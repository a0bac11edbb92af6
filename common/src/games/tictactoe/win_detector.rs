use std::collections::HashSet;

use super::board::Board;
use super::types::{Position, WinningCombo};

/// All candidate lines for a `size` board: rows, then columns, then the
/// main diagonal, then the anti-diagonal. Always `2 * size + 2` combos.
pub fn winning_combos(size: usize) -> Vec<WinningCombo> {
    let rows = (0..size).map(|row| (0..size).map(|col| Position::new(row, col)).collect());
    let columns = (0..size).map(|col| (0..size).map(|row| Position::new(row, col)).collect());
    let main_diagonal = (0..size).map(|i| Position::new(i, i)).collect();
    let anti_diagonal = (0..size).map(|i| Position::new(i, size - 1 - i)).collect();

    rows.chain(columns)
        .chain([main_diagonal, anti_diagonal])
        .collect()
}

/// A combo wins when its cells hold exactly one distinct label and that
/// label is not empty.
pub fn is_winning_combo(board: &Board, combo: &[Position]) -> bool {
    let labels: HashSet<&str> = combo
        .iter()
        .map(|&position| board.label_at(position).unwrap_or(""))
        .collect();

    labels.len() == 1 && !labels.contains("")
}

pub fn find_winning_combo<'a>(board: &Board, combos: &'a [WinningCombo]) -> Option<&'a WinningCombo> {
    combos.iter().find(|combo| is_winning_combo(board, combo))
}

#[cfg(test)]
mod tests {
    use super::*;
    use crate::games::tictactoe::Move;

    fn positions(coords: &[(usize, usize)]) -> Vec<Position> {
        coords.iter().map(|&(row, col)| Position::new(row, col)).collect()
    }

    #[test]
    fn test_combo_count_and_order() {
        let combos = winning_combos(3);
        assert_eq!(combos.len(), 8);
        assert_eq!(combos[0], positions(&[(0, 0), (0, 1), (0, 2)]));
        assert_eq!(combos[2], positions(&[(2, 0), (2, 1), (2, 2)]));
        assert_eq!(combos[3], positions(&[(0, 0), (1, 0), (2, 0)]));
        assert_eq!(combos[5], positions(&[(0, 2), (1, 2), (2, 2)]));
        assert_eq!(combos[6], positions(&[(0, 0), (1, 1), (2, 2)]));
        assert_eq!(combos[7], positions(&[(0, 2), (1, 1), (2, 0)]));
    }

    #[test]
    fn test_combo_count_for_other_sizes() {
        assert_eq!(winning_combos(1).len(), 4);
        assert_eq!(winning_combos(5).len(), 12);
        assert!(winning_combos(5).iter().all(|combo| combo.len() == 5));
    }

    #[test]
    fn test_two_marks_and_a_gap_is_not_a_win() {
        let mut board = Board::new(3);
        board.place(Move::new(0, 0, "X"));
        board.place(Move::new(0, 1, "X"));
        let top_row = positions(&[(0, 0), (0, 1), (0, 2)]);
        assert!(!is_winning_combo(&board, &top_row));
    }

    #[test]
    fn test_mixed_labels_are_not_a_win() {
        let mut board = Board::new(3);
        board.place(Move::new(0, 0, "X"));
        board.place(Move::new(0, 1, "O"));
        board.place(Move::new(0, 2, "X"));
        let top_row = positions(&[(0, 0), (0, 1), (0, 2)]);
        assert!(!is_winning_combo(&board, &top_row));
    }

    #[test]
    fn test_empty_line_is_not_a_win() {
        let board = Board::new(3);
        assert!(find_winning_combo(&board, &winning_combos(3)).is_none());
    }

    #[test]
    fn test_find_returns_first_combo_in_order() {
        let mut board = Board::new(3);
        for col in 0..3 {
            board.place(Move::new(0, col, "X"));
        }
        for row in 1..3 {
            board.place(Move::new(row, 0, "X"));
        }
        let combos = winning_combos(3);
        let found = find_winning_combo(&board, &combos);
        assert_eq!(found, Some(&positions(&[(0, 0), (0, 1), (0, 2)])));
    }

    #[test]
    fn test_anti_diagonal_win() {
        let mut board = Board::new(3);
        board.place(Move::new(0, 2, "O"));
        board.place(Move::new(1, 1, "O"));
        board.place(Move::new(2, 0, "O"));
        let combos = winning_combos(3);
        assert_eq!(
            find_winning_combo(&board, &combos),
            Some(&positions(&[(0, 2), (1, 1), (2, 0)]))
        );
    }
}
use serde::{Deserialize, Serialize};

use super::ConfigError;

pub trait ConfigSerializer<TConfig> {
    fn serialize(&self, config: &TConfig) -> Result<String, ConfigError>;
    fn deserialize(&self, content: &str) -> Result<TConfig, ConfigError>;
}

#[derive(Debug, Default, Clone, Copy)]
pub struct YamlConfigSerializer;

impl YamlConfigSerializer {
    pub fn new() -> Self {
        Self
    }
}

impl<TConfig> ConfigSerializer<TConfig> for YamlConfigSerializer
where
    TConfig: for<'de> Deserialize<'de> + Serialize,
{
    fn serialize(&self, config: &TConfig) -> Result<String, ConfigError> {
        serde_yaml_ng::to_string(config).map_err(ConfigError::Serialize)
    }

    fn deserialize(&self, content: &str) -> Result<TConfig, ConfigError> {
        serde_yaml_ng::from_str(content).map_err(ConfigError::Deserialize)
    }
}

────────

What the exercise asks:
In full and without alteration, return every line above.

Answer space:
repository a0bac11edbb92af6
filename common/src/games/tictactoe/win_detector.rs
use std::collections::HashSet;

use super::board::Board;
use super::types::{Position, WinningCombo};

/// All candidate lines for a `size` board: rows, then columns, then the
/// main diagonal, then the anti-diagonal. Always `2 * size + 2` combos.
pub fn winning_combos(size: usize) -> Vec<WinningCombo> {
    let rows = (0..size).map(|row| (0..size).map(|col| Position::new(row, col)).collect());
    let columns = (0..size).map(|col| (0..size).map(|row| Position::new(row, col)).collect());
    let main_diagonal = (0..size).map(|i| Position::new(i, i)).collect();
    let anti_diagonal = (0..size).map(|i| Position::new(i, size - 1 - i)).collect();

    rows.chain(columns)
        .chain([main_diagonal, anti_diagonal])
        .collect()
}

/// A combo wins when its cells hold exactly one distinct label and that
/// label is not empty.
pub fn is_winning_combo(board: &Board, combo: &[Position]) -> bool {
    let labels: HashSet<&str> = combo
        .iter()
        .map(|&position| board.label_at(position).unwrap_or(""))
        .collect();

    labels.len() == 1 && !labels.contains("")
}

pub fn find_winning_combo<'a>(board: &Board, combos: &'a [WinningCombo]) -> Option<&'a WinningCombo> {
    combos.iter().find(|combo| is_winning_combo(board, combo))
}

#[cfg(test)]
mod tests {
    use super::*;
    use crate::games::tictactoe::Move;

    fn positions(coords: &[(usize, usize)]) -> Vec<Position> {
        coords.iter().map(|&(row, col)| Position::new(row, col)).collect()
    }

    #[test]
    fn test_combo_count_and_order() {
        let combos = winning_combos(3);
        assert_eq!(combos.len(), 8);
        assert_eq!(combos[0], positions(&[(0, 0), (0, 1), (0, 2)]));
        assert_eq!(combos[2], positions(&[(2, 0), (2, 1), (2, 2)]));
        assert_eq!(combos[3], positions(&[(0, 0), (1, 0), (2, 0)]));
        assert_eq!(combos[5], positions(&[(0, 2), (1, 2), (2, 2)]));
        assert_eq!(combos[6], positions(&[(0, 0), (1, 1), (2, 2)]));
        assert_eq!(combos[7], positions(&[(0, 2), (1, 1), (2, 0)]));
    }

    #[test]
    fn test_combo_count_for_other_sizes() {
        assert_eq!(winning_combos(1).len(), 4);
        assert_eq!(winning_combos(5).len(), 12);
        assert!(winning_combos(5).iter().all(|combo| combo.len() == 5));
    }

    #[test]
    fn test_two_marks_and_a_gap_is_not_a_win() {
        let mut board = Board::new(3);
        board.place(Move::new(0, 0, "X"));
        board.place(Move::new(0, 1, "X"));
        let top_row = positions(&[(0, 0), (0, 1), (0, 2)]);
        assert!(!is_winning_combo(&board, &top_row));
    }

    #[test]
    fn test_mixed_labels_are_not_a_win() {
        let mut board = Board::new(3);
        board.place(Move::new(0, 0, "X"));
        board.place(Move::new(0, 1, "O"));
        board.place(Move::new(0, 2, "X"));
        let top_row = positions(&[(0, 0), (0, 1), (0, 2)]);
        assert!(!is_winning_combo(&board, &top_row));
    }

    #[test]
    fn test_empty_line_is_not_a_win() {
        let board = Board::new(3);
        assert!(find_winning_combo(&board, &winning_combos(3)).is_none());
    }

    #[test]
    fn test_find_returns_first_combo_in_order() {
        let mut board = Board::new(3);
        for col in 0..3 {
            board.place(Move::new(0, col, "X"));
        }
        for row in 1..3 {
            board.place(Move::new(row, 0, "X"));
        }
        let combos = winning_combos(3);
        let found = find_winning_combo(&board, &combos);
        assert_eq!(found, Some(&positions(&[(0, 0), (0, 1), (0, 2)])));
    }

    #[test]
    fn test_anti_diagonal_win() {
        let mut board = Board::new(3);
        board.place(Move::new(0, 2, "O"));
        board.place(Move::new(1, 1, "O"));
        board.place(Move::new(2, 0, "O"));
        let combos = winning_combos(3);
        assert_eq!(
            find_winning_combo(&board, &combos),
            Some(&positions(&[(0, 2), (1, 1), (2, 0)]))
        );
    }
}
use serde::{Deserialize, Serialize};

use super::ConfigError;

pub trait ConfigSerializer<TConfig> {
    fn serialize(&self, config: &TConfig) -> Result<String, ConfigError>;
    fn deserialize(&self, content: &str) -> Result<TConfig, ConfigError>;
}

#[derive(Debug, Default, Clone, Copy)]
pub struct YamlConfigSerializer;

impl YamlConfigSerializer {
    pub fn new() -> Self {
        Self
    }
}

impl<TConfig> ConfigSerializer<TConfig> for YamlConfigSerializer
where
    TConfig: for<'de> Deserialize<'de> + Serialize,
{
    fn serialize(&self, config: &TConfig) -> Result<String, ConfigError> {
        serde_yaml_ng::to_string(config).map_err(ConfigError::Serialize)
    }

    fn deserialize(&self, content: &str) -> Result<TConfig, ConfigError> {
        serde_yaml_ng::from_str(content).map_err(ConfigError::Deserialize)
    }
}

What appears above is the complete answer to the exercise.